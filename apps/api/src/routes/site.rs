use axum::Json;
use serde::Serialize;

use crate::data::{PersonalInfo, SiteConfig, PERSONAL_INFO, SITE_CONFIG};

#[derive(Debug, Serialize)]
#[serde(rename_all = "camelCase")]
pub struct SiteResponse {
    pub site: SiteConfig,
    pub personal_info: PersonalInfo,
}

/// GET /api/site
/// The fixed site configuration and public personal details.
pub async fn site_handler() -> Json<SiteResponse> {
    Json(SiteResponse {
        site: SITE_CONFIG,
        personal_info: PERSONAL_INFO,
    })
}
use chrono::NaiveDate;
use serde::{Deserialize, Serialize};

#[derive(Debug, Clone, Serialize, Deserialize, PartialEq)]
#[serde(rename_all = "camelCase")]
pub struct CvPersonalInfo {
    pub name: String,
    pub title: String,
    pub location: String,
    pub linkedin: String,
    pub github: String,
    pub ham_radio: String,
    pub summary: String,
}

#[derive(Debug, Clone, Copy, Serialize, Deserialize, PartialEq, Eq)]
#[serde(rename_all = "kebab-case")]
pub enum EmploymentType {
    FullTime,
    Consulting,
    PartTime,
}

/// One position held. `current == true` implies `end_date` is `None`;
/// the loader rejects records that break this.
#[derive(Debug, Clone, Serialize, Deserialize, PartialEq)]
#[serde(rename_all = "camelCase")]
pub struct Experience {
    pub id: String,
    pub title: String,
    pub company: String,
    pub start_date: NaiveDate,
    pub end_date: Option<NaiveDate>,
    pub current: bool,
    #[serde(rename = "type")]
    pub kind: EmploymentType,
    pub responsibilities: Vec<String>,
}

#[derive(Debug, Clone, Serialize, Deserialize, PartialEq)]
pub struct LeadershipRole {
    pub title: String,
    pub organization: String,
    #[serde(default, skip_serializing_if = "Option::is_none")]
    pub description: Option<String>,
}

#[derive(Debug, Clone, Serialize, Deserialize, PartialEq)]
pub struct Leadership {
    pub category: String,
    pub roles: Vec<LeadershipRole>,
}

#[derive(Debug, Clone, Serialize, Deserialize, PartialEq)]
pub struct Competency {
    pub title: String,
    pub items: Vec<String>,
}

#[derive(Debug, Clone, Serialize, Deserialize, PartialEq)]
pub struct Skills {
    pub systems: Vec<String>,
    pub security: Vec<String>,
    pub specializations: Vec<String>,
}

/// The full CV record. Loaded once at startup and shared read-only.
#[derive(Debug, Clone, Serialize, Deserialize, PartialEq)]
#[serde(rename_all = "camelCase")]
pub struct CvData {
    pub personal_info: CvPersonalInfo,
    pub experience: Vec<Experience>,
    pub leadership: Vec<Leadership>,
    pub certifications: Vec<String>,
    pub skills: Skills,
    pub competencies: Vec<Competency>,
}
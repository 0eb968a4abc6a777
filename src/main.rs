//! Ghostwriter CLI - Command-line interface
//!
//! Commands:
//!   generate  - Run the full pipeline for a request file
//!   analyze   - Analyze an existing code file
//!   suggest   - Print improvement suggestions for a code file
//!   processes - List loaded thinking processes
//!   patterns  - List the pattern library

use ghostwriter::*;
use std::path::{Path, PathBuf};
use std::process::ExitCode;
use tracing_subscriber::{layer::SubscriberExt, util::SubscriberInitExt, EnvFilter};

fn main() -> ExitCode {
    tracing_subscriber::registry()
        .with(EnvFilter::try_from_default_env().unwrap_or_else(|_| EnvFilter::new("warn")))
        .with(tracing_subscriber::fmt::layer().with_writer(std::io::stderr))
        .init();

    let args: Vec<String> = std::env::args().collect();

    if args.len() < 2 {
        print_usage();
        return ExitCode::from(1);
    }

    let result = match args[1].as_str() {
        "generate" => cmd_generate(&args[2..]),
        "analyze" => cmd_analyze(&args[2..]),
        "suggest" => cmd_suggest(&args[2..]),
        "processes" => cmd_processes(&args[2..]),
        "patterns" => cmd_patterns(&args[2..]),
        "version" | "--version" | "-v" => {
            println!("ghostwriter {}", VERSION);
            Ok(())
        }
        "help" | "--help" | "-h" => {
            print_usage();
            Ok(())
        }
        cmd => {
            eprintln!("Unknown command: {}", cmd);
            print_usage();
            Err("Unknown command".into())
        }
    };

    match result {
        Ok(()) => ExitCode::SUCCESS,
        Err(e) => {
            eprintln!("Error: {}", e);
            ExitCode::from(1)
        }
    }
}

fn print_usage() {
    println!(
        r#"
Ghostwriter - context-aware code generation

USAGE:
    ghostwriter <COMMAND> [OPTIONS]

COMMANDS:
    generate <request.yaml> [--out <path>]   Run the pipeline, print or write the artifact
    analyze <code-file> [--language <id>]    Analyze an existing file
    suggest <code-file> [--language <id>]    Print improvement suggestions for a file
    processes                                List loaded thinking processes
    patterns                                 List the pattern library
    version                                  Print version
    help                                     Show this help

OPTIONS (all commands):
    --config <path>      Engine config          [default: ghostwriter.yaml]
    --patterns <path>    Pattern library JSON   [default: patterns/code_patterns.json]
    --processes <dir>    Thinking processes     [default: thinking]
"#
    );
}

/// Shared flags every command understands
struct CommonOpts {
    config: PathBuf,
    patterns: PathBuf,
    processes: PathBuf,
}

impl CommonOpts {
    fn parse(args: &[String]) -> Self {
        Self {
            config: flag_value(args, "--config")
                .unwrap_or_else(|| "ghostwriter.yaml".to_string())
                .into(),
            patterns: flag_value(args, "--patterns")
                .unwrap_or_else(|| "patterns/code_patterns.json".to_string())
                .into(),
            processes: flag_value(args, "--processes")
                .unwrap_or_else(|| "thinking".to_string())
                .into(),
        }
    }

    fn engine(&self) -> Engine {
        Engine::bootstrap(&self.config, &self.patterns, &self.processes)
    }
}

fn flag_value(args: &[String], flag: &str) -> Option<String> {
    args.iter()
        .position(|a| a == flag)
        .and_then(|pos| args.get(pos + 1))
        .cloned()
}

fn first_positional(args: &[String]) -> Option<&String> {
    let mut skip_next = false;
    for arg in args {
        if skip_next {
            skip_next = false;
            continue;
        }
        if arg.starts_with("--") {
            skip_next = true;
            continue;
        }
        return Some(arg);
    }
    None
}

fn cmd_generate(args: &[String]) -> Result<()> {
    let request_path = first_positional(args).ok_or("generate requires a request file")?;
    let opts = CommonOpts::parse(args);

    let content = std::fs::read_to_string(Path::new(request_path))?;
    let request: GenerationRequest = serde_norway::from_str(&content)?;

    let engine = opts.engine();
    let generation = engine
        .generate(&request)
        .map_err(|failure| Error::Other(failure.to_string()))?;

    eprintln!(
        "Selected process '{}' ({} optimizer rounds)",
        generation.process_id, generation.optimizer_rounds
    );

    match flag_value(args, "--out") {
        Some(out) => {
            let path = PathBuf::from(out);
            let written = write_artifact(&generation.artifact, &path)?;
            if written {
                eprintln!("Written to: {}", path.display());
            } else {
                eprintln!("Unchanged: {}", path.display());
            }
        }
        None => print!("{}", generation.artifact.content),
    }

    if !generation.suggestions.is_empty() {
        eprintln!("\nSuggestions:");
        for suggestion in &generation.suggestions {
            eprintln!("  - {}", suggestion);
        }
    }

    Ok(())
}

fn cmd_analyze(args: &[String]) -> Result<()> {
    let analysis = analyze_file(args)?;
    print!("{}", analysis.to_report());
    Ok(())
}

fn cmd_suggest(args: &[String]) -> Result<()> {
    let analysis = analyze_file(args)?;
    for suggestion in &analysis.suggestions {
        println!("{}", suggestion);
    }
    Ok(())
}

fn analyze_file(args: &[String]) -> Result<CodeAnalysis> {
    let code_path = first_positional(args).ok_or("a code file is required")?;
    let opts = CommonOpts::parse(args);

    let content = std::fs::read_to_string(Path::new(code_path))?;
    let language = flag_value(args, "--language")
        .or_else(|| language_from_extension(Path::new(code_path)))
        .unwrap_or_else(|| "typescript".to_string());

    let artifact = CodeArtifact::new(language, content);
    Ok(opts.engine().analyze(&artifact))
}

fn language_from_extension(path: &Path) -> Option<String> {
    let lang = match path.extension()?.to_str()? {
        "ts" | "tsx" => "typescript",
        "jsx" => "react",
        "py" => "python",
        _ => return None,
    };
    Some(lang.to_string())
}

fn cmd_processes(args: &[String]) -> Result<()> {
    let opts = CommonOpts::parse(args);
    let engine = opts.engine();

    if engine.registry().is_empty() {
        println!("No thinking processes loaded from {}", opts.processes.display());
        return Ok(());
    }

    for process in engine.registry().iter() {
        println!(
            "{}  ({} steps, output: {})",
            process.id,
            process.steps.len(),
            process.output_kind()
        );
    }
    Ok(())
}

fn cmd_patterns(args: &[String]) -> Result<()> {
    let opts = CommonOpts::parse(args);
    let engine = opts.engine();

    let mut languages: Vec<&str> = engine.library().languages().collect();
    languages.sort_unstable();

    for language in languages {
        let patterns = engine.library().patterns_for(language);
        println!("{} ({} patterns)", language, patterns.len());
        for id in patterns {
            println!("  {}", id);
        }
    }
    Ok(())
}
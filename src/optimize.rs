//! Optimization — analysis-driven rewrites with a no-regress guarantee
//!
//! Each round applies every rewrite rule whose trigger matches the
//! current analysis, then re-analyzes. A round that fails to improve
//! the quality score is discarded and iteration stops (no-progress
//! termination). The returned artifact never scores below the input.

use crate::analyze::{Analyzer, CodeAnalysis};
use crate::artifact::CodeArtifact;
use crate::config::EngineConfig;
use crate::patterns::PatternLibrary;
use regex::Regex;
use std::sync::OnceLock;

/// Result of an optimization run
#[derive(Debug, Clone)]
pub struct OptimizationOutcome {
    /// Best artifact seen (the input when no round improved it)
    pub artifact: CodeArtifact,

    /// Analysis of the returned artifact
    pub analysis: CodeAnalysis,

    /// Rewrite rounds actually evaluated
    pub rounds: usize,

    /// Whether any round improved the quality score
    pub improved: bool,
}

/// What kind of finding arms a rewrite rule
enum Trigger {
    /// A security issue containing this fragment
    Security(&'static str),
    /// A performance tip containing this fragment
    Performance(&'static str),
    /// Quality score below the configured threshold
    QualityBelow,
}

struct RewriteRule {
    name: &'static str,
    trigger: Trigger,
    apply: fn(&str) -> String,
}

/// Rewrite rules, applied in fixed order within a round
const RULES: &[RewriteRule] = &[
    RewriteRule {
        name: "redact-secrets",
        trigger: Trigger::Security("hard-coded-secret"),
        apply: redact_secrets,
    },
    RewriteRule {
        name: "safe-markup",
        trigger: Trigger::Security("raw-html"),
        apply: |text| text.replace("innerHTML", "textContent"),
    },
    RewriteRule {
        name: "drop-debug-logging",
        trigger: Trigger::Performance("debug logging"),
        apply: drop_debug_logging,
    },
    RewriteRule {
        name: "structured-clone",
        trigger: Trigger::Performance("deep clone"),
        apply: structured_clone,
    },
    RewriteRule {
        name: "block-scope-vars",
        trigger: Trigger::Performance("var"),
        apply: block_scope_vars,
    },
    RewriteRule {
        name: "doc-banner",
        trigger: Trigger::QualityBelow,
        apply: add_doc_banner,
    },
];

fn redact_secrets(text: &str) -> String {
    static RE: OnceLock<Option<Regex>> = OnceLock::new();
    let re = RE.get_or_init(|| {
        Regex::new(
            r#"(?i)\b(api_key|apikey|password|passwd|secret|token)\b(\s*[:=]\s*)["'][^"']{4,}["']"#,
        )
        .ok()
    });
    match re {
        Some(re) => re.replace_all(text, "$1${2}process.env.SECRET").into_owned(),
        None => text.to_string(),
    }
}

fn drop_debug_logging(text: &str) -> String {
    let ends_with_newline = text.ends_with('\n');
    let mut out = text
        .lines()
        .filter(|line| !line.contains("console.log(") && !line.contains("console.debug("))
        .collect::<Vec<_>>()
        .join("\n");
    if ends_with_newline {
        out.push('\n');
    }
    out
}

fn structured_clone(text: &str) -> String {
    static RE: OnceLock<Option<Regex>> = OnceLock::new();
    let re = RE.get_or_init(|| {
        Regex::new(r"JSON\.parse\s*\(\s*JSON\.stringify\s*\(([^()]*)\)\s*\)").ok()
    });
    match re {
        Some(re) => re.replace_all(text, "structuredClone($1)").into_owned(),
        None => text.to_string(),
    }
}

fn block_scope_vars(text: &str) -> String {
    static RE: OnceLock<Option<Regex>> = OnceLock::new();
    let re = RE.get_or_init(|| Regex::new(r"\bvar\s+").ok());
    match re {
        Some(re) => re.replace_all(text, "let ").into_owned(),
        None => text.to_string(),
    }
}

fn add_doc_banner(text: &str) -> String {
    let trimmed = text.trim_start();
    if trimmed.starts_with("/*") || trimmed.starts_with("//") || trimmed.starts_with('#') {
        return text.to_string();
    }
    format!("/**\n * Generated module. Review before shipping.\n */\n{}", text)
}

/// Applies analysis-driven rewrites, bounded by `max_iterations`
#[derive(Debug, Clone)]
pub struct Optimizer {
    max_iterations: usize,
    quality_threshold: f64,
}

impl Optimizer {
    pub fn new(max_iterations: usize) -> Self {
        Self {
            max_iterations,
            quality_threshold: 0.7,
        }
    }

    pub fn from_config(config: &EngineConfig) -> Self {
        Self {
            max_iterations: config.max_iterations,
            quality_threshold: config.quality_threshold,
        }
    }

    /// Optimize an artifact given its analysis.
    ///
    /// Returns the best artifact seen together with its analysis; the
    /// quality score of the result is never below the input's.
    pub fn optimize(
        &self,
        artifact: &CodeArtifact,
        analysis: &CodeAnalysis,
        analyzer: &Analyzer,
        library: &PatternLibrary,
    ) -> OptimizationOutcome {
        let mut best_artifact = artifact.clone();
        let mut best_analysis = analysis.clone();
        let mut rounds = 0;
        let mut improved = false;

        for _ in 0..self.max_iterations {
            let Some(rewritten) = self.apply_round(&best_artifact.content, &best_analysis) else {
                break;
            };
            if rewritten == best_artifact.content {
                break;
            }

            rounds += 1;
            let candidate = CodeArtifact::new(best_artifact.language.clone(), rewritten);
            let candidate_analysis = analyzer.analyze(&candidate, library);

            if candidate_analysis.quality_score > best_analysis.quality_score {
                tracing::debug!(
                    round = rounds,
                    from = best_analysis.quality_score,
                    to = candidate_analysis.quality_score,
                    "optimization round accepted"
                );
                best_artifact = candidate;
                best_analysis = candidate_analysis;
                improved = true;
            } else {
                // No progress: the round's output is discarded.
                tracing::debug!(round = rounds, "optimization round made no progress");
                break;
            }
        }

        OptimizationOutcome {
            artifact: best_artifact,
            analysis: best_analysis,
            rounds,
            improved,
        }
    }

    /// Run every armed rule over the text. `None` when nothing triggered.
    fn apply_round(&self, text: &str, analysis: &CodeAnalysis) -> Option<String> {
        let mut current = text.to_string();
        let mut any_armed = false;

        for rule in RULES {
            let armed = match &rule.trigger {
                Trigger::Security(fragment) => analysis
                    .security_issues
                    .iter()
                    .any(|issue| issue.contains(fragment)),
                Trigger::Performance(fragment) => analysis
                    .performance_tips
                    .iter()
                    .any(|tip| tip.contains(fragment)),
                Trigger::QualityBelow => analysis.quality_score < self.quality_threshold,
            };

            if armed {
                any_armed = true;
                tracing::debug!(rule = rule.name, "rewrite rule armed");
                current = (rule.apply)(&current);
            }
        }

        any_armed.then_some(current)
    }
}

#[cfg(test)]
mod tests {
    use super::*;
    use crate::analyze::Analyzer;
    use pretty_assertions::assert_eq;

    fn run(content: &str, max_iterations: usize) -> OptimizationOutcome {
        let library = PatternLibrary::default_library();
        let analyzer = Analyzer::new();
        let artifact = CodeArtifact::new("typescript", content);
        let analysis = analyzer.analyze(&artifact, &library);
        Optimizer::new(max_iterations).optimize(&artifact, &analysis, &analyzer, &library)
    }

    #[test]
    fn test_debug_logging_is_dropped() {
        let outcome = run(
            "const total: number = 1;\nconsole.log(total);\nvar x = 2;\n",
            2,
        );

        assert!(outcome.improved);
        assert!(!outcome.artifact.content.contains("console.log"));
        assert!(!outcome.artifact.content.contains("var "));
    }

    #[test]
    fn test_secrets_are_redacted() {
        let outcome = run("const api_key = \"sk-123456789\";\n", 1);
        assert!(!outcome.artifact.content.contains("sk-123456789"));
        assert!(outcome.artifact.content.contains("process.env.SECRET"));
    }

    #[test]
    fn test_deep_clone_rewritten() {
        let outcome = run("const copy = JSON.parse(JSON.stringify(state));\n", 1);
        assert!(outcome.artifact.content.contains("structuredClone(state)"));
    }

    #[test]
    fn test_never_regresses_quality() {
        let outcome = run("eval(input);\nconsole.log(input);\nvar y = 1;\n", 3);

        let library = PatternLibrary::default_library();
        let analyzer = Analyzer::new();
        let input = CodeArtifact::new("typescript", "eval(input);\nconsole.log(input);\nvar y = 1;\n");
        let input_analysis = analyzer.analyze(&input, &library);

        assert!(outcome.analysis.quality_score >= input_analysis.quality_score);
    }

    #[test]
    fn test_clean_artifact_is_untouched() {
        let content = "/**\n * Fine as-is.\n */\nexport const total: number = 1;\n";
        let outcome = run(content, 2);

        assert_eq!(outcome.rounds, 0);
        assert!(!outcome.improved);
        assert_eq!(outcome.artifact.content, content);
    }

    #[test]
    fn test_zero_iterations_does_nothing() {
        let outcome = run("console.log(1);\nvar a = 1;\n", 0);
        assert_eq!(outcome.rounds, 0);
        assert_eq!(outcome.artifact.content, "console.log(1);\nvar a = 1;\n");
    }

    #[test]
    fn test_rounds_bounded_by_max_iterations() {
        let outcome = run("console.log(1);\nvar a = 1;\neval(b);\n", 2);
        assert!(outcome.rounds <= 2);
    }
}
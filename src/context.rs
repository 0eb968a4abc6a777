//! Per-request generation context
//!
//! A [`GenerationContext`] is built fresh for every request and never
//! shared or mutated afterwards: each pipeline stage receives it by
//! reference. Requirements are typed — named fields plus an extension
//! map for framework-specific options — and validated at build time.

use crate::error::{Error, Result};
use crate::patterns::PatternLibrary;
use schemars::JsonSchema;
use serde::{Deserialize, Serialize};
use std::collections::HashMap;

/// Speaker of a prior conversation turn
#[derive(Debug, Clone, Copy, Serialize, Deserialize, JsonSchema, PartialEq, Eq)]
#[serde(rename_all = "lowercase")]
pub enum Role {
    User,
    Assistant,
    System,
}

/// One prior (role, text) turn threaded back in by the caller
#[derive(Debug, Clone, Serialize, Deserialize, JsonSchema, PartialEq)]
pub struct Turn {
    pub role: Role,
    pub content: String,
}

/// A field the generated component should expose
#[derive(Debug, Clone, Serialize, Deserialize, JsonSchema, PartialEq)]
pub struct FieldSpec {
    /// Field name
    pub name: String,

    /// Field type, in the target language's vocabulary
    #[serde(rename = "type", default = "default_field_kind")]
    pub kind: String,

    /// Whether the field is mandatory
    #[serde(default)]
    pub required: bool,
}

fn default_field_kind() -> String {
    "string".to_string()
}

/// Structured requirements for one generation request
#[derive(Debug, Clone, Default, Serialize, Deserialize, JsonSchema, PartialEq)]
pub struct Requirements {
    /// Component kind to produce, e.g. `form`, `ui`, `page`
    #[serde(alias = "type")]
    pub component: String,

    /// Feature flags, e.g. `responsive`, `dark-mode`, `accessible`
    #[serde(default)]
    pub features: Vec<String>,

    /// Field specifications for data-bearing components
    #[serde(default)]
    pub fields: Vec<FieldSpec>,

    /// Framework-specific options not covered by the named fields
    #[serde(default)]
    pub extensions: HashMap<String, serde_json::Value>,
}

impl Requirements {
    /// Check the schema constraints enforced at context-build time
    fn validate(&self) -> Result<()> {
        if self.component.trim().is_empty() {
            return Err(Error::InvalidRequirements(
                "component kind must not be empty".to_string(),
            ));
        }
        if self.features.iter().any(|f| f.trim().is_empty()) {
            return Err(Error::InvalidRequirements(
                "feature flags must not be empty strings".to_string(),
            ));
        }
        if let Some(field) = self.fields.iter().find(|f| f.name.trim().is_empty()) {
            return Err(Error::InvalidRequirements(format!(
                "field of type '{}' is missing a name",
                field.kind
            )));
        }
        Ok(())
    }
}

/// One generation request as submitted by the caller
#[derive(Debug, Clone, Serialize, Deserialize, JsonSchema, PartialEq)]
pub struct GenerationRequest {
    /// Target language id, e.g. `typescript`
    pub language: String,

    /// Target framework id, e.g. `next.js`
    #[serde(default)]
    pub framework: String,

    /// Structured requirements
    pub requirements: Requirements,

    /// Prior turns, oldest first
    #[serde(default)]
    pub history: Vec<Turn>,
}

/// Immutable per-request bundle parameterizing every pipeline stage
#[derive(Debug, Clone, PartialEq)]
pub struct GenerationContext {
    pub language: String,
    pub framework: String,
    /// Applicable pattern ids, library order preserved
    pub patterns: Vec<String>,
    pub requirements: Requirements,
    pub history: Vec<Turn>,
}

/// Merge a request with the pattern library into a context.
///
/// Applicable patterns are the library entries for the language followed
/// by those for the framework, de-duplicated preserving first
/// occurrence. Requirements are validated here so later stages can rely
/// on them.
pub fn build_context(
    request: &GenerationRequest,
    library: &PatternLibrary,
) -> Result<GenerationContext> {
    if request.language.trim().is_empty() {
        return Err(Error::InvalidRequirements(
            "language must not be empty".to_string(),
        ));
    }
    request.requirements.validate()?;

    let mut patterns = Vec::new();
    for id in library
        .patterns_for(&request.language)
        .iter()
        .chain(library.patterns_for(&request.framework))
    {
        if !patterns.contains(id) {
            patterns.push(id.clone());
        }
    }

    Ok(GenerationContext {
        language: request.language.clone(),
        framework: request.framework.clone(),
        patterns,
        requirements: request.requirements.clone(),
        history: request.history.clone(),
    })
}

#[cfg(test)]
mod tests {
    use super::*;
    use pretty_assertions::assert_eq;
    use std::collections::HashMap;

    fn tailwind_library() -> PatternLibrary {
        let mut map = HashMap::new();
        map.insert(
            "typescript".to_string(),
            vec![
                "tailwind.layout.grid".to_string(),
                "tailwind.layout.flex".to_string(),
            ],
        );
        map.insert(
            "next.js".to_string(),
            vec![
                "tailwind.components.card".to_string(),
                "tailwind.layout.grid".to_string(),
            ],
        );
        PatternLibrary::new(map)
    }

    fn form_request() -> GenerationRequest {
        GenerationRequest {
            language: "typescript".to_string(),
            framework: "next.js".to_string(),
            requirements: Requirements {
                component: "form".to_string(),
                features: vec!["responsive".to_string(), "dark-mode".to_string()],
                ..Default::default()
            },
            history: Vec::new(),
        }
    }

    #[test]
    fn test_build_merges_language_and_framework_patterns() {
        let ctx = build_context(&form_request(), &tailwind_library()).unwrap();

        assert!(ctx.patterns.contains(&"tailwind.layout.grid".to_string()));
        assert!(ctx.patterns.contains(&"tailwind.layout.flex".to_string()));
        assert!(ctx.patterns.contains(&"tailwind.components.card".to_string()));
        // Duplicate grid entry from the framework list is dropped
        assert_eq!(ctx.patterns.len(), 3);
    }

    #[test]
    fn test_build_preserves_library_order() {
        let ctx = build_context(&form_request(), &tailwind_library()).unwrap();
        assert_eq!(ctx.patterns[0], "tailwind.layout.grid");
        assert_eq!(ctx.patterns[1], "tailwind.layout.flex");
        assert_eq!(ctx.patterns[2], "tailwind.components.card");
    }

    #[test]
    fn test_empty_component_rejected() {
        let mut request = form_request();
        request.requirements.component = "  ".to_string();

        let err = build_context(&request, &tailwind_library()).unwrap_err();
        assert!(matches!(err, Error::InvalidRequirements(_)));
    }

    #[test]
    fn test_empty_language_rejected() {
        let mut request = form_request();
        request.language = String::new();

        let err = build_context(&request, &tailwind_library()).unwrap_err();
        assert!(matches!(err, Error::InvalidRequirements(_)));
    }

    #[test]
    fn test_unknown_language_builds_with_no_patterns() {
        let mut request = form_request();
        request.language = "cobol".to_string();
        request.framework = "cics".to_string();

        let ctx = build_context(&request, &tailwind_library()).unwrap();
        assert!(ctx.patterns.is_empty());
    }

    #[test]
    fn test_requirements_type_alias() {
        let yaml = "language: typescript\nrequirements:\n  type: form\n  features: [responsive]\n";
        let request: GenerationRequest = serde_norway::from_str(yaml).unwrap();
        assert_eq!(request.requirements.component, "form");
    }
}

------------------------------------------------------------

## ABOUT THIS TASK
Transcribe nothing except the lines from the one with "request.language = String::new();" through the end of the data above, each exactly as it appears.

## SOLUTION
        request.language = String::new();

        let err = build_context(&request, &tailwind_library()).unwrap_err();
        assert!(matches!(err, Error::InvalidRequirements(_)));
    }

    #[test]
    fn test_unknown_language_builds_with_no_patterns() {
        let mut request = form_request();
        request.language = "cobol".to_string();
        request.framework = "cics".to_string();

        let ctx = build_context(&request, &tailwind_library()).unwrap();
        assert!(ctx.patterns.is_empty());
    }

    #[test]
    fn test_requirements_type_alias() {
        let yaml = "language: typescript\nrequirements:\n  type: form\n  features: [responsive]\n";
        let request: GenerationRequest = serde_norway::from_str(yaml).unwrap();
        assert_eq!(request.requirements.component, "form");
    }
}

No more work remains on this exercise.